After realizing that simply changing the location of mental health care from the state hospitals to nursing houses was insufficient to implement the idea of deinstitutionalization, the National Institute of Mental Health in 1975 created the Community Support Program (CSP) to provide funds for communities to set up a comprehensive mental health service and supports to help the mentally ill patients integrate successfully in the society. The program stressed the importance of other supports in addition to medical care, including housing, living expenses, employment, transportation, and education; and set up new national priority for people with serious mental disorders. In addition, the Congress enacted the Mental Health Systems Act of 1980 to prioritize the service to the mentally ill and emphasize the expansion of services beyond just clinical care alone. Later in the 1980s, under the influence from the Congress and the Supreme Court, many programs started to help the patients regain their benefits. A new Medicaid service was also established to serve people who were diagnosed with a “chronic mental illness.” People who were temporally hospitalized were also provided aid and care and a pre-release program was created to enable people to apply for reinstatement prior to discharge. Not until 1990, around 35 years after the start of the deinstitutionalization, did the first state hospital begin to close. The number of hospitals dropped from around 300 by over 40 in the 1990s, and finally a Report on Mental Health showed the efficacy of mental health treatment, giving a range of treatments available for patients to choose.

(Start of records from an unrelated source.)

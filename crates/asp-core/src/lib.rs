//! Install/build/run/gc orchestrator (C12): the one crate that knows how
//! `asp-closure`, `asp-store`, `asp-lock`, `asp-materialize`, `asp-harness`,
//! and `asp-lint` compose into the four user-facing operations. The CLI
//! crate is a thin collaborator on top of this one: it classifies raw
//! argv into calls here and renders the results, nothing more.

pub mod build;
pub mod cancel;
pub mod concurrency;
pub mod error;
pub mod gc;
pub mod install;
pub mod project;
pub mod run;

pub use build::{build, BuildInput, BuildOutcome};
pub use cancel::CancellationToken;
pub use concurrency::{default_concurrency, parallel_map};
pub use error::CoreError;
pub use gc::{discover_project_locks, gc, GcInput};
pub use install::{install, read_existing_lock, InstallInput};
pub use project::{project_lock_path, read_project_manifest, PROJECT_MANIFEST_FILE};
pub use run::{run_dev, run_global, run_project, RunContext, RunOutcome, GLOBAL_TARGET_NAME};

pub use asp_store::GcReport;
//! The `Warning` record produced by the lint engine and surfaced in lock
//! entries (`targets.*.warnings`).

use serde::{Deserialize, Serialize};

use crate::ids::SpaceKey;

#[derive(Debug, Clone, Copy, PartialEq, Eq, PartialOrd, Ord, Serialize, Deserialize)]
#[serde(rename_all = "snake_case")]
pub enum Severity {
    Error,
    Warning,
    Info,
}

#[derive(Debug, Clone, PartialEq, Eq, Serialize, Deserialize)]
pub struct Warning {
    /// `W1xx`/`W2xx`/`W3xx` code, see the lint engine's rule table.
    pub code: String,
    pub message: String,
    pub severity: Severity,
    #[serde(default, skip_serializing_if = "Option::is_none")]
    pub space_key: Option<SpaceKey>,
    #[serde(default, skip_serializing_if = "Option::is_none")]
    pub path: Option<String>,
    #[serde(default, skip_serializing_if = "Option::is_none")]
    pub details: Option<serde_json::Value>,
}

impl Warning {
    pub fn new(code: impl Into<String>, severity: Severity, message: impl Into<String>) -> Self {
        Self {
            code: code.into(),
            message: message.into(),
            severity,
            space_key: None,
            path: None,
            details: None,
        }
    }

    pub fn with_space_key(mut self, key: SpaceKey) -> Self {
        self.space_key = Some(key);
        self
    }

    pub fn with_path(mut self, path: impl Into<String>) -> Self {
        self.path = Some(path.into());
        self
    }

    pub fn with_details(mut self, details: serde_json::Value) -> Self {
        self.details = Some(details);
        self
    }
}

However, several critics maintain that deinstitutionalization has, from a mental health point of view, been a thoroughgoing failure. The seriously mentally ill are either homeless, or in prison; in either case (especially the latter), they are getting little or no mental health care. This failure is attributed to a number of reasons over which there is some degree of contention, although there is general agreement that community support programs have been ineffective at best, due to a lack of funding.
The 2011 National Prevention Strategy included mental and emotional well-being, with recommendations including better parenting and early intervention programs, which increase the likelihood of prevention programs being included in future US mental health policies. The NIMH is researching only suicide and HIV/AIDS prevention, but the National Prevention Strategy could lead to it focusing more broadly on longitudinal prevention studies.
In 2013, United States Representative Tim Murphy introduced the Helping Families in Mental Health Crisis Act, HR2646. The bipartisan bill went through substantial revision and was reintroduced in 2015 by Murphy and Congresswoman Eddie Bernice Johnson. In November 2015, it passed the Health Subcommittee by an 18–12 vote.